Whenever a line of the records below contains the word "InsufficientBalance", copy that line.
<<<<
use crate::domain::types::{AssetTypeId, WalletId};
use thiserror::Error;

/// Taxonomía cerrada de errores del motor de transacciones.
///
/// Los errores de dominio (saldo, billeteras, conflictos de versión) se
/// cachean bajo la clave de idempotencia; los de infraestructura nunca,
/// para no envenenar reintentos de operaciones sanas.
#[derive(Error, Debug, Clone, PartialEq, Eq)]
pub enum LedgerError {
    #[error("Insufficient balance in wallet: {0}")]
    InsufficientBalance(WalletId),

    #[error("Source wallet not found with ID: {0}")]
    SourceWalletNotFound(WalletId),

    #[error("Destination wallet not found with ID: {0}")]
    DestinationWalletNotFound(WalletId),

    #[error("Wallet not found: {0}")]
    WalletNotFound(String),

    #[error("Asset type not found or inactive: {0}")]
    AssetTypeNotFound(AssetTypeId),

    #[error("Concurrent modification of source wallet: {0}")]
    ConcurrentModificationSource(WalletId),

    #[error("Concurrent modification of destination wallet: {0}")]
    ConcurrentModificationDestination(WalletId),

    #[error("Could not acquire wallet locks within the retry budget")]
    LockUnavailable,

    #[error("Request already processing for idempotency key: {0}")]
    RequestAlreadyProcessing(String),

    #[error("Idempotency key is required")]
    IdempotencyKeyRequired,

    #[error("Invalid amount: {0}")]
    InvalidAmount(String),

    #[error("Source and destination wallet must differ: {0}")]
    SameWallet(WalletId),

    #[error("Repository error: {0}")]
    RepositoryError(String),

    #[error("Lock store error: {0}")]
    LockStoreError(String),

    #[error("Idempotency store error: {0}")]
    IdempotencyStoreError(String),
}

impl LedgerError {
    /// Indica si el error es un fallo de dominio cacheable.
    ///
    /// `LockUnavailable` y `RequestAlreadyProcessing` quedan fuera: el caller
    /// puede reintentar con la misma clave y debe poder re-entrar.
    pub fn is_domain(&self) -> bool {
        matches!(
            self,
            LedgerError::InsufficientBalance(_)
                | LedgerError::SourceWalletNotFound(_)
                | LedgerError::DestinationWalletNotFound(_)
                | LedgerError::WalletNotFound(_)
                | LedgerError::AssetTypeNotFound(_)
                | LedgerError::ConcurrentModificationSource(_)
                | LedgerError::ConcurrentModificationDestination(_)
                | LedgerError::InvalidAmount(_)
                | LedgerError::SameWallet(_)
        )
    }
}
>>>>
**Answer to this task:**
    InsufficientBalance(WalletId),
            LedgerError::InsufficientBalance(_)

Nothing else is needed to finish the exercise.